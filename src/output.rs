//! Result types: the JSON artifact produced for every extraction run.
//!
//! [`ResultDocument`] is always serialisable, including the degraded
//! [`FailedDocument`] form, so a caller can parse the output of any run.

use crate::error::PageError;
use crate::prompts::page_marker;
use chrono::{DateTime, Utc};
use serde::{Deserialize, Serialize};
use std::time::Instant;

/// Metadata fixed when the document is opened.
#[derive(Debug, Clone, PartialEq, Serialize, Deserialize)]
pub struct DocumentJob {
    /// Where the document came from (usually its path).
    pub source: String,
    /// Display filename reported back to the caller.
    pub filename: String,
    /// Number of pages, determined at open time.
    pub total_pages: usize,
    /// Model identifier used for every page.
    pub model: String,
    /// When the run was submitted.
    pub processed_date: DateTime<Utc>,
}

impl DocumentJob {
    pub fn new(
        source: impl Into<String>,
        filename: impl Into<String>,
        total_pages: usize,
        model: impl Into<String>,
    ) -> Self {
        Self {
            source: source.into(),
            filename: filename.into(),
            total_pages,
            model: model.into(),
            processed_date: Utc::now(),
        }
    }
}

/// The outcome of one page.
#[derive(Debug, Clone, PartialEq, Eq, Serialize, Deserialize)]
pub struct PageResult {
    /// 1-indexed page number.
    pub page_number: usize,
    /// Transcribed text, or a synthetic failure message when `error` is set.
    pub content: String,
    /// Character count of `content`; always 0 for failed pages.
    pub characters: usize,
    /// Whether this page failed.
    pub error: bool,
    /// Underlying failure detail, present only on failed pages.
    #[serde(default, skip_serializing_if = "Option::is_none")]
    pub error_detail: Option<String>,
}

impl PageResult {
    /// A page whose text was extracted.
    pub fn succeeded(page_number: usize, text: String) -> Self {
        Self {
            page_number,
            characters: text.chars().count(),
            content: text,
            error: false,
            error_detail: None,
        }
    }

    /// A page that ended in `err`.
    pub fn failed(err: &PageError) -> Self {
        let page_number = err.page();
        let content = match err {
            PageError::Exhausted { attempts, .. } => format!(
                "Page {} OCR failed: no usable response after {} attempts",
                page_number, attempts
            ),
            PageError::RenderFailed { detail, .. } | PageError::EncodeFailed { detail, .. } => {
                format!("Page {} processing error: {}", page_number, detail)
            }
        };
        Self {
            page_number,
            content,
            characters: 0,
            error: true,
            error_detail: Some(err.detail().to_string()),
        }
    }
}

/// Aggregate counters for a run.
#[derive(Debug, Clone, Default, PartialEq, Serialize, Deserialize)]
pub struct RunStatistics {
    /// Sum of `characters` over successful pages.
    pub total_characters: usize,
    pub successful_pages: usize,
    pub failed_pages: usize,
    /// Wall-clock seconds from the first page to the end of the run.
    pub processing_time: f64,
}

impl RunStatistics {
    /// Fold one page into the counters.
    pub fn record(&mut self, page: &PageResult) {
        if page.error {
            self.failed_pages += 1;
        } else {
            self.successful_pages += 1;
            self.total_characters += page.characters;
        }
    }
}

/// The artifact of a run that got past opening the document.
#[derive(Debug, Clone, PartialEq, Serialize, Deserialize)]
pub struct CompletedDocument {
    pub success: bool,
    pub document_info: DocumentJob,
    pub pages: Vec<PageResult>,
    /// Every page's content behind its `=== page N ===` marker, trimmed.
    pub full_content: String,
    pub stats: RunStatistics,
}

/// The degraded artifact of a run that could not open the document.
#[derive(Debug, Clone, PartialEq, Serialize, Deserialize)]
pub struct FailedDocument {
    pub success: bool,
    pub error: String,
    pub filename: String,
}

/// Result of one extraction run.
#[derive(Debug, Clone, PartialEq, Serialize, Deserialize)]
#[serde(untagged)]
pub enum ResultDocument {
    Completed(CompletedDocument),
    Failed(FailedDocument),
}

impl ResultDocument {
    /// Build the degraded form for a run-level failure.
    pub fn failed(filename: impl Into<String>, error: impl Into<String>) -> Self {
        ResultDocument::Failed(FailedDocument {
            success: false,
            error: error.into(),
            filename: filename.into(),
        })
    }

    /// The top-level `success` flag.
    pub fn is_success(&self) -> bool {
        match self {
            ResultDocument::Completed(doc) => doc.success,
            ResultDocument::Failed(doc) => doc.success,
        }
    }

    /// Per-page results; empty for the degraded form.
    pub fn pages(&self) -> &[PageResult] {
        match self {
            ResultDocument::Completed(doc) => &doc.pages,
            ResultDocument::Failed(_) => &[],
        }
    }

    /// Run statistics, if the run got past opening the document.
    pub fn stats(&self) -> Option<&RunStatistics> {
        match self {
            ResultDocument::Completed(doc) => Some(&doc.stats),
            ResultDocument::Failed(_) => None,
        }
    }

    /// Pretty-printed JSON of the artifact.
    pub fn to_json_pretty(&self) -> serde_json::Result<String> {
        serde_json::to_string_pretty(self)
    }
}

/// Accumulates page results in order and produces the final [`ResultDocument`].
#[derive(Debug)]
pub struct DocumentAssembler {
    job: DocumentJob,
    pages: Vec<PageResult>,
    full_content: String,
    stats: RunStatistics,
    started: Instant,
}

impl DocumentAssembler {
    pub fn new(job: DocumentJob) -> Self {
        let capacity = job.total_pages;
        Self {
            job,
            pages: Vec::with_capacity(capacity),
            full_content: String::new(),
            stats: RunStatistics::default(),
            started: Instant::now(),
        }
    }

    /// Append the next page. Pages must arrive in ascending order.
    pub fn push(&mut self, page: PageResult) {
        debug_assert_eq!(page.page_number, self.pages.len() + 1);
        self.full_content.push_str("\n\n");
        self.full_content.push_str(&page_marker(page.page_number));
        self.full_content.push('\n');
        self.full_content.push_str(&page.content);
        self.stats.record(&page);
        self.pages.push(page);
    }

    /// Counters so far.
    pub fn stats(&self) -> &RunStatistics {
        &self.stats
    }

    pub fn finish(mut self) -> ResultDocument {
        self.stats.processing_time = self.started.elapsed().as_secs_f64();
        ResultDocument::Completed(CompletedDocument {
            success: true,
            document_info: self.job,
            pages: self.pages,
            full_content: self.full_content.trim().to_string(),
            stats: self.stats,
        })
    }
}

#[cfg(test)]
mod tests {
    use super::*;

    fn job(pages: usize) -> DocumentJob {
        DocumentJob::new("/tmp/a.pdf", "a.pdf", pages, "test-model")
    }

    #[test]
    fn succeeded_counts_chars_not_bytes() {
        let p = PageResult::succeeded(1, "héllo 世界".into());
        assert_eq!(p.characters, 8);
        assert!(!p.error);
        assert!(p.error_detail.is_none());
    }

    #[test]
    fn exhausted_page_has_synthetic_message() {
        let p = PageResult::failed(&PageError::Exhausted {
            page: 2,
            attempts: 3,
            detail: "HTTP 503".into(),
        });
        assert!(p.error);
        assert_eq!(p.characters, 0);
        assert!(p.content.contains("Page 2"));
        assert!(p.content.contains("3 attempts"));
        assert_eq!(p.error_detail.as_deref(), Some("HTTP 503"));
    }

    #[test]
    fn render_failure_page_carries_detail_in_content() {
        let p = PageResult::failed(&PageError::RenderFailed {
            page: 5,
            detail: "bad xobject".into(),
        });
        assert_eq!(p.content, "Page 5 processing error: bad xobject");
        assert_eq!(p.page_number, 5);
    }

    #[test]
    fn assembler_builds_full_content_and_stats() {
        let mut asm = DocumentAssembler::new(job(2));
        asm.push(PageResult::succeeded(1, "  alpha".into()));
        asm.push(PageResult::failed(&PageError::Exhausted {
            page: 2,
            attempts: 3,
            detail: "timeout".into(),
        }));
        let doc = asm.finish();

        let ResultDocument::Completed(doc) = doc else {
            panic!("expected completed document");
        };
        assert!(doc.success);
        assert_eq!(
            doc.full_content,
            format!(
                "=== page 1 ===\n  alpha\n\n=== page 2 ===\n{}",
                doc.pages[1].content
            )
        );
        assert_eq!(doc.stats.total_characters, 7);
        assert_eq!(doc.stats.successful_pages, 1);
        assert_eq!(doc.stats.failed_pages, 1);
        assert!(doc.stats.processing_time >= 0.0);
    }

    #[test]
    fn failed_document_json_shape() {
        let doc = ResultDocument::failed("scan.pdf", "PDF processing failed: corrupt");
        let v: serde_json::Value = serde_json::to_value(&doc).unwrap();
        assert_eq!(v["success"], false);
        assert_eq!(v["filename"], "scan.pdf");
        assert!(v["error"].as_str().unwrap().contains("corrupt"));
        assert!(v.get("pages").is_none());
        assert!(doc.pages().is_empty());
        assert!(doc.stats().is_none());
    }

    #[test]
    fn completed_document_json_shape() {
        let mut asm = DocumentAssembler::new(job(1));
        asm.push(PageResult::succeeded(1, "text".into()));
        let doc = asm.finish();
        let v: serde_json::Value = serde_json::to_value(&doc).unwrap();
        assert_eq!(v["success"], true);
        assert_eq!(v["document_info"]["filename"], "a.pdf");
        assert_eq!(v["document_info"]["total_pages"], 1);
        assert_eq!(v["document_info"]["model"], "test-model");
        assert_eq!(v["pages"][0]["page_number"], 1);
        assert_eq!(v["pages"][0]["error"], false);
        assert!(v["pages"][0].get("error_detail").is_none());
        assert_eq!(v["stats"]["total_characters"], 4);

        let back: ResultDocument = serde_json::from_value(v).unwrap();
        assert_eq!(back, doc);
    }
}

+++

_PROBLEM DESCRIPTION_
A complete answer gives every line of the records holding "attempts".

_COMPLETED TASK_
            PageError::Exhausted { attempts, .. } => format!(
                "Page {} OCR failed: no usable response after {} attempts",
                page_number, attempts
            attempts: 3,
        assert!(p.content.contains("3 attempts"));
            attempts: 3,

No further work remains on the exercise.